►

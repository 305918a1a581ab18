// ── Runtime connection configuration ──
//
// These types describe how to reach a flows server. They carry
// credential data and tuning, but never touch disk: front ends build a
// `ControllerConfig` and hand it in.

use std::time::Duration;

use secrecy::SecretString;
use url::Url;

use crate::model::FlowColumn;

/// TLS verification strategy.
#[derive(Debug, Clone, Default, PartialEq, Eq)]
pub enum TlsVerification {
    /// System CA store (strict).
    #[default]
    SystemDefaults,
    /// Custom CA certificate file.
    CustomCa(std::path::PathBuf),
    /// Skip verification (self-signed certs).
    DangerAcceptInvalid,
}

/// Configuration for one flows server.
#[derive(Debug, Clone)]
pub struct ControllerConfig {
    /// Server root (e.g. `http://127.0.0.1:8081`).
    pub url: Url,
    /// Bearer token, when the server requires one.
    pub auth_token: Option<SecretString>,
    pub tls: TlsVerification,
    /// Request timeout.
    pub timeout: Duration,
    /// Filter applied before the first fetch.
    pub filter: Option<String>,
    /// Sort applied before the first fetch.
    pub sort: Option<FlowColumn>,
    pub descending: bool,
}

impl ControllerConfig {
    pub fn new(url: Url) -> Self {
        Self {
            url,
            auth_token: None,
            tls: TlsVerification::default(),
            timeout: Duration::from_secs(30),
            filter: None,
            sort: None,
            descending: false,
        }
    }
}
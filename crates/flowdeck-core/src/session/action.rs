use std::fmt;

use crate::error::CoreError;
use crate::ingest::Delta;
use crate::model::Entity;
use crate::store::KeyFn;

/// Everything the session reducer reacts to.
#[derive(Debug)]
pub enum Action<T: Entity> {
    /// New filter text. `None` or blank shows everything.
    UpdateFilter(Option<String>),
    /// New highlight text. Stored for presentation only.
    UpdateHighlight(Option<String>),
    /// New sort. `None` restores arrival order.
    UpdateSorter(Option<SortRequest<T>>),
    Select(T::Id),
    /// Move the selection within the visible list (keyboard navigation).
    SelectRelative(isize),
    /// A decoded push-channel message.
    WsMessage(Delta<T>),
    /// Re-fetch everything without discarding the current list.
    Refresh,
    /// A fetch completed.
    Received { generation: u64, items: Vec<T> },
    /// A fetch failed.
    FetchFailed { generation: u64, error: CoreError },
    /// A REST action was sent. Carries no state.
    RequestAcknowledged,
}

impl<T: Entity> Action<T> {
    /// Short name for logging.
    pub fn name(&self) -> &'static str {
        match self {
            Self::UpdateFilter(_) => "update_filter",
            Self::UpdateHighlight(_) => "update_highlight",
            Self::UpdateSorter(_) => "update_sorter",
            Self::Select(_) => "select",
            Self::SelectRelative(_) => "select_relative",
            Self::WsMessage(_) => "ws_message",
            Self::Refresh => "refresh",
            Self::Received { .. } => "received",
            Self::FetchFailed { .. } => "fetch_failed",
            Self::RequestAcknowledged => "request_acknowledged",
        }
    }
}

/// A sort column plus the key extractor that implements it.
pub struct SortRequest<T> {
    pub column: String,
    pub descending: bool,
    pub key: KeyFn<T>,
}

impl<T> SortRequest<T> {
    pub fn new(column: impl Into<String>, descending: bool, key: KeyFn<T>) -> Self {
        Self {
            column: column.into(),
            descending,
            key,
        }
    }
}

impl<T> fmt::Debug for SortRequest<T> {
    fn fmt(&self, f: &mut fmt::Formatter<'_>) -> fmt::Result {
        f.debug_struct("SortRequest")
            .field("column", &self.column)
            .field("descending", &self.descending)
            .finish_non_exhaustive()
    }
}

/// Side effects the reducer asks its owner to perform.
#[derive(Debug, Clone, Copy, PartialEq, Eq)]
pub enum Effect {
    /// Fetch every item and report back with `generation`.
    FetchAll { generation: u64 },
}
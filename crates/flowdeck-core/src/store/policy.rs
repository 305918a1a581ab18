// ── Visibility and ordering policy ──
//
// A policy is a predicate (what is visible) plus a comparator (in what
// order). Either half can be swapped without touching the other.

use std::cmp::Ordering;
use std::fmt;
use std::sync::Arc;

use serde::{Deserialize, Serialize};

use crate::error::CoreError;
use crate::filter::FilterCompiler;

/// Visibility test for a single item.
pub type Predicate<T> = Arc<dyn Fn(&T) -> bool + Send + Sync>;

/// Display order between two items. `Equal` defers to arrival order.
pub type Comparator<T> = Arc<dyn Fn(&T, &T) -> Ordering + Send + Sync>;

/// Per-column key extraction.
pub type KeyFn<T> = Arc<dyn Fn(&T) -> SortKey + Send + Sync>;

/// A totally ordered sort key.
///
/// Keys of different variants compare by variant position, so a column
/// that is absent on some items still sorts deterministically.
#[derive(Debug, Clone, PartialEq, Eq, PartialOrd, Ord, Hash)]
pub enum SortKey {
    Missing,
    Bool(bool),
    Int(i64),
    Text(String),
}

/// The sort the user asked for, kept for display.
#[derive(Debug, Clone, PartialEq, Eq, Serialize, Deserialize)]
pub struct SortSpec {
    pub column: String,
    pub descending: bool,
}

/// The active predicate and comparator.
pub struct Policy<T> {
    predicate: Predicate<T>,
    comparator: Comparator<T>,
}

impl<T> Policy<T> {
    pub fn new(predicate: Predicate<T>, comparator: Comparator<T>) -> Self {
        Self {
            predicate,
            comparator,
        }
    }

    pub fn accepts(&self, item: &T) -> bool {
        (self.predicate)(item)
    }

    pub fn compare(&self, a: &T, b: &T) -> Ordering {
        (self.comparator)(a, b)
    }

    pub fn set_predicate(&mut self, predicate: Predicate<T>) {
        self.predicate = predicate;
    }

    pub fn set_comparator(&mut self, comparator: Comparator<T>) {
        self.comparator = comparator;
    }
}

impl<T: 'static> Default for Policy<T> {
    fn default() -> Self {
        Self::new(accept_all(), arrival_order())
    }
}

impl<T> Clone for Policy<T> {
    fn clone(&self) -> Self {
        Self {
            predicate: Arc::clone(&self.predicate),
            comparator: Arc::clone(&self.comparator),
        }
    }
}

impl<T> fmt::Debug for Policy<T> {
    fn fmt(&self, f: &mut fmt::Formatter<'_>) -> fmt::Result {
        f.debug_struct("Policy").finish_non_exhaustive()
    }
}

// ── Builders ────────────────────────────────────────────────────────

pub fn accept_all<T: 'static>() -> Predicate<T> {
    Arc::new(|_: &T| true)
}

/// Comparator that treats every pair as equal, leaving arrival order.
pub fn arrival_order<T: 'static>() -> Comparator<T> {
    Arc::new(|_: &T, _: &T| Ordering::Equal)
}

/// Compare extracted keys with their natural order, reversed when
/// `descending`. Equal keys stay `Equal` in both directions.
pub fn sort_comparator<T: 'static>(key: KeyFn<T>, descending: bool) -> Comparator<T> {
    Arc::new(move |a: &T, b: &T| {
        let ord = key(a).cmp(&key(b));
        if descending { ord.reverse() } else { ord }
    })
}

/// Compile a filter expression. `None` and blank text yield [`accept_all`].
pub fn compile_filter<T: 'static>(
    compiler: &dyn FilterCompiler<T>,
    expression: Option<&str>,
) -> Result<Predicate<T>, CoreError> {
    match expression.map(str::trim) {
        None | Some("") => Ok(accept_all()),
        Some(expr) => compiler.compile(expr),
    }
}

◄

[Description of the task] The records above are to be repeated exactly, in their entirety.

[Response area]
repository 305918a1a581ab18
// ── Runtime connection configuration ──
//
// These types describe how to reach a flows server. They carry
// credential data and tuning, but never touch disk: front ends build a
// `ControllerConfig` and hand it in.

use std::time::Duration;

use secrecy::SecretString;
use url::Url;

use crate::model::FlowColumn;

/// TLS verification strategy.
#[derive(Debug, Clone, Default, PartialEq, Eq)]
pub enum TlsVerification {
    /// System CA store (strict).
    #[default]
    SystemDefaults,
    /// Custom CA certificate file.
    CustomCa(std::path::PathBuf),
    /// Skip verification (self-signed certs).
    DangerAcceptInvalid,
}

/// Configuration for one flows server.
#[derive(Debug, Clone)]
pub struct ControllerConfig {
    /// Server root (e.g. `http://127.0.0.1:8081`).
    pub url: Url,
    /// Bearer token, when the server requires one.
    pub auth_token: Option<SecretString>,
    pub tls: TlsVerification,
    /// Request timeout.
    pub timeout: Duration,
    /// Filter applied before the first fetch.
    pub filter: Option<String>,
    /// Sort applied before the first fetch.
    pub sort: Option<FlowColumn>,
    pub descending: bool,
}

impl ControllerConfig {
    pub fn new(url: Url) -> Self {
        Self {
            url,
            auth_token: None,
            tls: TlsVerification::default(),
            timeout: Duration::from_secs(30),
            filter: None,
            sort: None,
            descending: false,
        }
    }
}
filename crates/flowdeck-core/src/session/action.rs
use std::fmt;

use crate::error::CoreError;
use crate::ingest::Delta;
use crate::model::Entity;
use crate::store::KeyFn;

/// Everything the session reducer reacts to.
#[derive(Debug)]
pub enum Action<T: Entity> {
    /// New filter text. `None` or blank shows everything.
    UpdateFilter(Option<String>),
    /// New highlight text. Stored for presentation only.
    UpdateHighlight(Option<String>),
    /// New sort. `None` restores arrival order.
    UpdateSorter(Option<SortRequest<T>>),
    Select(T::Id),
    /// Move the selection within the visible list (keyboard navigation).
    SelectRelative(isize),
    /// A decoded push-channel message.
    WsMessage(Delta<T>),
    /// Re-fetch everything without discarding the current list.
    Refresh,
    /// A fetch completed.
    Received { generation: u64, items: Vec<T> },
    /// A fetch failed.
    FetchFailed { generation: u64, error: CoreError },
    /// A REST action was sent. Carries no state.
    RequestAcknowledged,
}

impl<T: Entity> Action<T> {
    /// Short name for logging.
    pub fn name(&self) -> &'static str {
        match self {
            Self::UpdateFilter(_) => "update_filter",
            Self::UpdateHighlight(_) => "update_highlight",
            Self::UpdateSorter(_) => "update_sorter",
            Self::Select(_) => "select",
            Self::SelectRelative(_) => "select_relative",
            Self::WsMessage(_) => "ws_message",
            Self::Refresh => "refresh",
            Self::Received { .. } => "received",
            Self::FetchFailed { .. } => "fetch_failed",
            Self::RequestAcknowledged => "request_acknowledged",
        }
    }
}

/// A sort column plus the key extractor that implements it.
pub struct SortRequest<T> {
    pub column: String,
    pub descending: bool,
    pub key: KeyFn<T>,
}

impl<T> SortRequest<T> {
    pub fn new(column: impl Into<String>, descending: bool, key: KeyFn<T>) -> Self {
        Self {
            column: column.into(),
            descending,
            key,
        }
    }
}

impl<T> fmt::Debug for SortRequest<T> {
    fn fmt(&self, f: &mut fmt::Formatter<'_>) -> fmt::Result {
        f.debug_struct("SortRequest")
            .field("column", &self.column)
            .field("descending", &self.descending)
            .finish_non_exhaustive()
    }
}

/// Side effects the reducer asks its owner to perform.
#[derive(Debug, Clone, Copy, PartialEq, Eq)]
pub enum Effect {
    /// Fetch every item and report back with `generation`.
    FetchAll { generation: u64 },
}
filename crates/flowdeck-core/src/store/policy.rs
repository 305918a1a581ab18
// ── Visibility and ordering policy ──
//
// A policy is a predicate (what is visible) plus a comparator (in what
// order). Either half can be swapped without touching the other.

use std::cmp::Ordering;
use std::fmt;
use std::sync::Arc;

use serde::{Deserialize, Serialize};

use crate::error::CoreError;
use crate::filter::FilterCompiler;

/// Visibility test for a single item.
pub type Predicate<T> = Arc<dyn Fn(&T) -> bool + Send + Sync>;

/// Display order between two items. `Equal` defers to arrival order.
pub type Comparator<T> = Arc<dyn Fn(&T, &T) -> Ordering + Send + Sync>;

/// Per-column key extraction.
pub type KeyFn<T> = Arc<dyn Fn(&T) -> SortKey + Send + Sync>;

/// A totally ordered sort key.
///
/// Keys of different variants compare by variant position, so a column
/// that is absent on some items still sorts deterministically.
#[derive(Debug, Clone, PartialEq, Eq, PartialOrd, Ord, Hash)]
pub enum SortKey {
    Missing,
    Bool(bool),
    Int(i64),
    Text(String),
}

/// The sort the user asked for, kept for display.
#[derive(Debug, Clone, PartialEq, Eq, Serialize, Deserialize)]
pub struct SortSpec {
    pub column: String,
    pub descending: bool,
}

/// The active predicate and comparator.
pub struct Policy<T> {
    predicate: Predicate<T>,
    comparator: Comparator<T>,
}

impl<T> Policy<T> {
    pub fn new(predicate: Predicate<T>, comparator: Comparator<T>) -> Self {
        Self {
            predicate,
            comparator,
        }
    }

    pub fn accepts(&self, item: &T) -> bool {
        (self.predicate)(item)
    }

    pub fn compare(&self, a: &T, b: &T) -> Ordering {
        (self.comparator)(a, b)
    }

    pub fn set_predicate(&mut self, predicate: Predicate<T>) {
        self.predicate = predicate;
    }

    pub fn set_comparator(&mut self, comparator: Comparator<T>) {
        self.comparator = comparator;
    }
}

impl<T: 'static> Default for Policy<T> {
    fn default() -> Self {
        Self::new(accept_all(), arrival_order())
    }
}

impl<T> Clone for Policy<T> {
    fn clone(&self) -> Self {
        Self {
            predicate: Arc::clone(&self.predicate),
            comparator: Arc::clone(&self.comparator),
        }
    }
}

impl<T> fmt::Debug for Policy<T> {
    fn fmt(&self, f: &mut fmt::Formatter<'_>) -> fmt::Result {
        f.debug_struct("Policy").finish_non_exhaustive()
    }
}

// ── Builders ────────────────────────────────────────────────────────

pub fn accept_all<T: 'static>() -> Predicate<T> {
    Arc::new(|_: &T| true)
}

/// Comparator that treats every pair as equal, leaving arrival order.
pub fn arrival_order<T: 'static>() -> Comparator<T> {
    Arc::new(|_: &T, _: &T| Ordering::Equal)
}

/// Compare extracted keys with their natural order, reversed when
/// `descending`. Equal keys stay `Equal` in both directions.
pub fn sort_comparator<T: 'static>(key: KeyFn<T>, descending: bool) -> Comparator<T> {
    Arc::new(move |a: &T, b: &T| {
        let ord = key(a).cmp(&key(b));
        if descending { ord.reverse() } else { ord }
    })
}

/// Compile a filter expression. `None` and blank text yield [`accept_all`].
pub fn compile_filter<T: 'static>(
    compiler: &dyn FilterCompiler<T>,
    expression: Option<&str>,
) -> Result<Predicate<T>, CoreError> {
    match expression.map(str::trim) {
        None | Some("") => Ok(accept_all()),
        Some(expr) => compiler.compile(expr),
    }
}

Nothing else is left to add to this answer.